| Work task |
The data below must be returned in full and exactly.

───── Data excerpts

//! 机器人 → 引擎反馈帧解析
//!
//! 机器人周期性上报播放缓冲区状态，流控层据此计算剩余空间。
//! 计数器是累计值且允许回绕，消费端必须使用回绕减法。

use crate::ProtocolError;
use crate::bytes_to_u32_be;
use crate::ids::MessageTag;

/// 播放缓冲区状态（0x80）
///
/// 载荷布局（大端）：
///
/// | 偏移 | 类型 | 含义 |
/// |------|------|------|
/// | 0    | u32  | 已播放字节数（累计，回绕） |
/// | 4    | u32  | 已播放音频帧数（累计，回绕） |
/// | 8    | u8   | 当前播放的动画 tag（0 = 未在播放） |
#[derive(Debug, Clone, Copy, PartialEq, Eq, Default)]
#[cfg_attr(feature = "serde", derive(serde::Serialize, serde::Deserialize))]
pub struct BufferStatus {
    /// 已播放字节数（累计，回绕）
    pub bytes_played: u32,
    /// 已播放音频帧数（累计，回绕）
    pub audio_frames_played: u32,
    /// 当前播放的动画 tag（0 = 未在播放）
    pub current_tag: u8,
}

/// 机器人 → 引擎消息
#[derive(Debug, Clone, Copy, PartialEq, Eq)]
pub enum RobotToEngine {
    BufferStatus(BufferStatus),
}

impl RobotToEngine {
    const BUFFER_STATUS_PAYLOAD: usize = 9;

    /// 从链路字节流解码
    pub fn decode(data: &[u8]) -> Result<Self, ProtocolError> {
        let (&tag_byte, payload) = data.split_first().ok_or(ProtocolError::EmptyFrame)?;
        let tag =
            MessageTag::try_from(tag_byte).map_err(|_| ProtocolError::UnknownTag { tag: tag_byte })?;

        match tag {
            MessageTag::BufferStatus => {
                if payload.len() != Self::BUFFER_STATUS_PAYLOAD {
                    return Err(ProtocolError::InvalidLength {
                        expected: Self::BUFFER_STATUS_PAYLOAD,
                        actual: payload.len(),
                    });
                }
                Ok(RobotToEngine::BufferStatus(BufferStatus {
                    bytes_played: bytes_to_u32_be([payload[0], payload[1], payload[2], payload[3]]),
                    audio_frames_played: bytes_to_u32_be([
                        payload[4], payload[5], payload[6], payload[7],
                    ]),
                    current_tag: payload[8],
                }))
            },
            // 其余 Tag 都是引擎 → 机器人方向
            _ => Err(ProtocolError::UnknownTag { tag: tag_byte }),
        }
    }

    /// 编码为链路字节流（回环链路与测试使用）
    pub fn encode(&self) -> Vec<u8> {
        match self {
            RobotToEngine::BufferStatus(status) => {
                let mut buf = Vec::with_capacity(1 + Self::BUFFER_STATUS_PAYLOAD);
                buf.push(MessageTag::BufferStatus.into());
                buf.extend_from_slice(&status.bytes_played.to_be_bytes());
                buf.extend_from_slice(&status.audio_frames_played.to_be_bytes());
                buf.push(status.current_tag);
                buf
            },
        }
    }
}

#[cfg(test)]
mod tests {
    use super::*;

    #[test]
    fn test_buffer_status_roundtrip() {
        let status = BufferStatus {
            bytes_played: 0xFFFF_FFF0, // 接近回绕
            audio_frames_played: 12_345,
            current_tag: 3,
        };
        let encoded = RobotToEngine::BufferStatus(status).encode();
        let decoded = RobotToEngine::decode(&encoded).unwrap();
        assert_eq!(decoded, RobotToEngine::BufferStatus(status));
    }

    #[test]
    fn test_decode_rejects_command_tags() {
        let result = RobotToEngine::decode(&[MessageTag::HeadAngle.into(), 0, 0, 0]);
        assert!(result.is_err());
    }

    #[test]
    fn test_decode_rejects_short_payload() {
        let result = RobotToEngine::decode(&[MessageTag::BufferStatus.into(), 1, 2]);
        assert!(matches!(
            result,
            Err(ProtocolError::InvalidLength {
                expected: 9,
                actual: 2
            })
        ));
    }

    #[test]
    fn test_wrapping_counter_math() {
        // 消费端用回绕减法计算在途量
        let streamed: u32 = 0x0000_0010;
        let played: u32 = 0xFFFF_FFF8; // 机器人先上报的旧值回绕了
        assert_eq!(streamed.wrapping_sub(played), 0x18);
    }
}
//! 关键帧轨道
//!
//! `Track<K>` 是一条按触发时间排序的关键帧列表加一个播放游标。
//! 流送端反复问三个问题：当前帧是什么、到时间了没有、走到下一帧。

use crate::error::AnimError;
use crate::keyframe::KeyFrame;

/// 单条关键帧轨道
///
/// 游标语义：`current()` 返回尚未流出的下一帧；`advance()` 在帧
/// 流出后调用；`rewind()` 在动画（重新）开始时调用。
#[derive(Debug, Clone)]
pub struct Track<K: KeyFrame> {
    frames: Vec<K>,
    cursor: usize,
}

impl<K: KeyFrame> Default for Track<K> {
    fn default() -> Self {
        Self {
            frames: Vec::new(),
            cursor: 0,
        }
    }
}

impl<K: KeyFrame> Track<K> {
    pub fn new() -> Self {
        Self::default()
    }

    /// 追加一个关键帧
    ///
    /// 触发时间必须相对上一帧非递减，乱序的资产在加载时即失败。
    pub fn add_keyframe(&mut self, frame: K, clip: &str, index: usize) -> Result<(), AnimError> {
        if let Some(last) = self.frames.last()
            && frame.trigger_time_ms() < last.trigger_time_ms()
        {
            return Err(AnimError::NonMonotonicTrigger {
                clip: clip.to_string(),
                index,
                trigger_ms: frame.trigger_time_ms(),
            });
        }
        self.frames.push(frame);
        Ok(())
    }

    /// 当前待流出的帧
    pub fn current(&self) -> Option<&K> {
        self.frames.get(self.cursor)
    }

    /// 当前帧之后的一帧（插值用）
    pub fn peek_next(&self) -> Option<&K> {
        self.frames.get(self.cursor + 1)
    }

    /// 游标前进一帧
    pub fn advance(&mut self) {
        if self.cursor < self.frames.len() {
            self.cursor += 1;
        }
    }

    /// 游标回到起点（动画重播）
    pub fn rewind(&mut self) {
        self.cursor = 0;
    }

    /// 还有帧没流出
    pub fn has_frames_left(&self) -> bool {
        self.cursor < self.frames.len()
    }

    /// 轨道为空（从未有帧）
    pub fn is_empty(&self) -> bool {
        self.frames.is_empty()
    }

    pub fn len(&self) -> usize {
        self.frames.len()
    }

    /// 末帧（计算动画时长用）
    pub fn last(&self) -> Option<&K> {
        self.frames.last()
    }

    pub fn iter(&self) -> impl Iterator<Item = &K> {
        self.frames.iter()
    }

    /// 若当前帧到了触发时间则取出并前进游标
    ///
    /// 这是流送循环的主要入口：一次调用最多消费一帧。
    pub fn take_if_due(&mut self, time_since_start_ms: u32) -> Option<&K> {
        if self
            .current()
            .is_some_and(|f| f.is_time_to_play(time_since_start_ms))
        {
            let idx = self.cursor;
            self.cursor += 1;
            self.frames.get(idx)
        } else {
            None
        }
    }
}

──────────

| Answer for the task |
//! 机器人 → 引擎反馈帧解析
//!
//! 机器人周期性上报播放缓冲区状态，流控层据此计算剩余空间。
//! 计数器是累计值且允许回绕，消费端必须使用回绕减法。

use crate::ProtocolError;
use crate::bytes_to_u32_be;
use crate::ids::MessageTag;

/// 播放缓冲区状态（0x80）
///
/// 载荷布局（大端）：
///
/// | 偏移 | 类型 | 含义 |
/// |------|------|------|
/// | 0    | u32  | 已播放字节数（累计，回绕） |
/// | 4    | u32  | 已播放音频帧数（累计，回绕） |
/// | 8    | u8   | 当前播放的动画 tag（0 = 未在播放） |
#[derive(Debug, Clone, Copy, PartialEq, Eq, Default)]
#[cfg_attr(feature = "serde", derive(serde::Serialize, serde::Deserialize))]
pub struct BufferStatus {
    /// 已播放字节数（累计，回绕）
    pub bytes_played: u32,
    /// 已播放音频帧数（累计，回绕）
    pub audio_frames_played: u32,
    /// 当前播放的动画 tag（0 = 未在播放）
    pub current_tag: u8,
}

/// 机器人 → 引擎消息
#[derive(Debug, Clone, Copy, PartialEq, Eq)]
pub enum RobotToEngine {
    BufferStatus(BufferStatus),
}

impl RobotToEngine {
    const BUFFER_STATUS_PAYLOAD: usize = 9;

    /// 从链路字节流解码
    pub fn decode(data: &[u8]) -> Result<Self, ProtocolError> {
        let (&tag_byte, payload) = data.split_first().ok_or(ProtocolError::EmptyFrame)?;
        let tag =
            MessageTag::try_from(tag_byte).map_err(|_| ProtocolError::UnknownTag { tag: tag_byte })?;

        match tag {
            MessageTag::BufferStatus => {
                if payload.len() != Self::BUFFER_STATUS_PAYLOAD {
                    return Err(ProtocolError::InvalidLength {
                        expected: Self::BUFFER_STATUS_PAYLOAD,
                        actual: payload.len(),
                    });
                }
                Ok(RobotToEngine::BufferStatus(BufferStatus {
                    bytes_played: bytes_to_u32_be([payload[0], payload[1], payload[2], payload[3]]),
                    audio_frames_played: bytes_to_u32_be([
                        payload[4], payload[5], payload[6], payload[7],
                    ]),
                    current_tag: payload[8],
                }))
            },
            // 其余 Tag 都是引擎 → 机器人方向
            _ => Err(ProtocolError::UnknownTag { tag: tag_byte }),
        }
    }

    /// 编码为链路字节流（回环链路与测试使用）
    pub fn encode(&self) -> Vec<u8> {
        match self {
            RobotToEngine::BufferStatus(status) => {
                let mut buf = Vec::with_capacity(1 + Self::BUFFER_STATUS_PAYLOAD);
                buf.push(MessageTag::BufferStatus.into());
                buf.extend_from_slice(&status.bytes_played.to_be_bytes());
                buf.extend_from_slice(&status.audio_frames_played.to_be_bytes());
                buf.push(status.current_tag);
                buf
            },
        }
    }
}

#[cfg(test)]
mod tests {
    use super::*;

    #[test]
    fn test_buffer_status_roundtrip() {
        let status = BufferStatus {
            bytes_played: 0xFFFF_FFF0, // 接近回绕
            audio_frames_played: 12_345,
            current_tag: 3,
        };
        let encoded = RobotToEngine::BufferStatus(status).encode();
        let decoded = RobotToEngine::decode(&encoded).unwrap();
        assert_eq!(decoded, RobotToEngine::BufferStatus(status));
    }

    #[test]
    fn test_decode_rejects_command_tags() {
        let result = RobotToEngine::decode(&[MessageTag::HeadAngle.into(), 0, 0, 0]);
        assert!(result.is_err());
    }

    #[test]
    fn test_decode_rejects_short_payload() {
        let result = RobotToEngine::decode(&[MessageTag::BufferStatus.into(), 1, 2]);
        assert!(matches!(
            result,
            Err(ProtocolError::InvalidLength {
                expected: 9,
                actual: 2
            })
        ));
    }

    #[test]
    fn test_wrapping_counter_math() {
        // 消费端用回绕减法计算在途量
        let streamed: u32 = 0x0000_0010;
        let played: u32 = 0xFFFF_FFF8; // 机器人先上报的旧值回绕了
        assert_eq!(streamed.wrapping_sub(played), 0x18);
    }
}
//! 关键帧轨道
//!
//! `Track<K>` 是一条按触发时间排序的关键帧列表加一个播放游标。
//! 流送端反复问三个问题：当前帧是什么、到时间了没有、走到下一帧。

use crate::error::AnimError;
use crate::keyframe::KeyFrame;

/// 单条关键帧轨道
///
/// 游标语义：`current()` 返回尚未流出的下一帧；`advance()` 在帧
/// 流出后调用；`rewind()` 在动画（重新）开始时调用。
#[derive(Debug, Clone)]
pub struct Track<K: KeyFrame> {
    frames: Vec<K>,
    cursor: usize,
}

impl<K: KeyFrame> Default for Track<K> {
    fn default() -> Self {
        Self {
            frames: Vec::new(),
            cursor: 0,
        }
    }
}

impl<K: KeyFrame> Track<K> {
    pub fn new() -> Self {
        Self::default()
    }

    /// 追加一个关键帧
    ///
    /// 触发时间必须相对上一帧非递减，乱序的资产在加载时即失败。
    pub fn add_keyframe(&mut self, frame: K, clip: &str, index: usize) -> Result<(), AnimError> {
        if let Some(last) = self.frames.last()
            && frame.trigger_time_ms() < last.trigger_time_ms()
        {
            return Err(AnimError::NonMonotonicTrigger {
                clip: clip.to_string(),
                index,
                trigger_ms: frame.trigger_time_ms(),
            });
        }
        self.frames.push(frame);
        Ok(())
    }

    /// 当前待流出的帧
    pub fn current(&self) -> Option<&K> {
        self.frames.get(self.cursor)
    }

    /// 当前帧之后的一帧（插值用）
    pub fn peek_next(&self) -> Option<&K> {
        self.frames.get(self.cursor + 1)
    }

    /// 游标前进一帧
    pub fn advance(&mut self) {
        if self.cursor < self.frames.len() {
            self.cursor += 1;
        }
    }

    /// 游标回到起点（动画重播）
    pub fn rewind(&mut self) {
        self.cursor = 0;
    }

    /// 还有帧没流出
    pub fn has_frames_left(&self) -> bool {
        self.cursor < self.frames.len()
    }

    /// 轨道为空（从未有帧）
    pub fn is_empty(&self) -> bool {
        self.frames.is_empty()
    }

    pub fn len(&self) -> usize {
        self.frames.len()
    }

    /// 末帧（计算动画时长用）
    pub fn last(&self) -> Option<&K> {
        self.frames.last()
    }

    pub fn iter(&self) -> impl Iterator<Item = &K> {
        self.frames.iter()
    }

    /// 若当前帧到了触发时间则取出并前进游标
    ///
    /// 这是流送循环的主要入口：一次调用最多消费一帧。
    pub fn take_if_due(&mut self, time_since_start_ms: u32) -> Option<&K> {
        if self
            .current()
            .is_some_and(|f| f.is_time_to_play(time_since_start_ms))
        {
            let idx = self.cursor;
            self.cursor += 1;
            self.frames.get(idx)
        } else {
            None
        }
    }
}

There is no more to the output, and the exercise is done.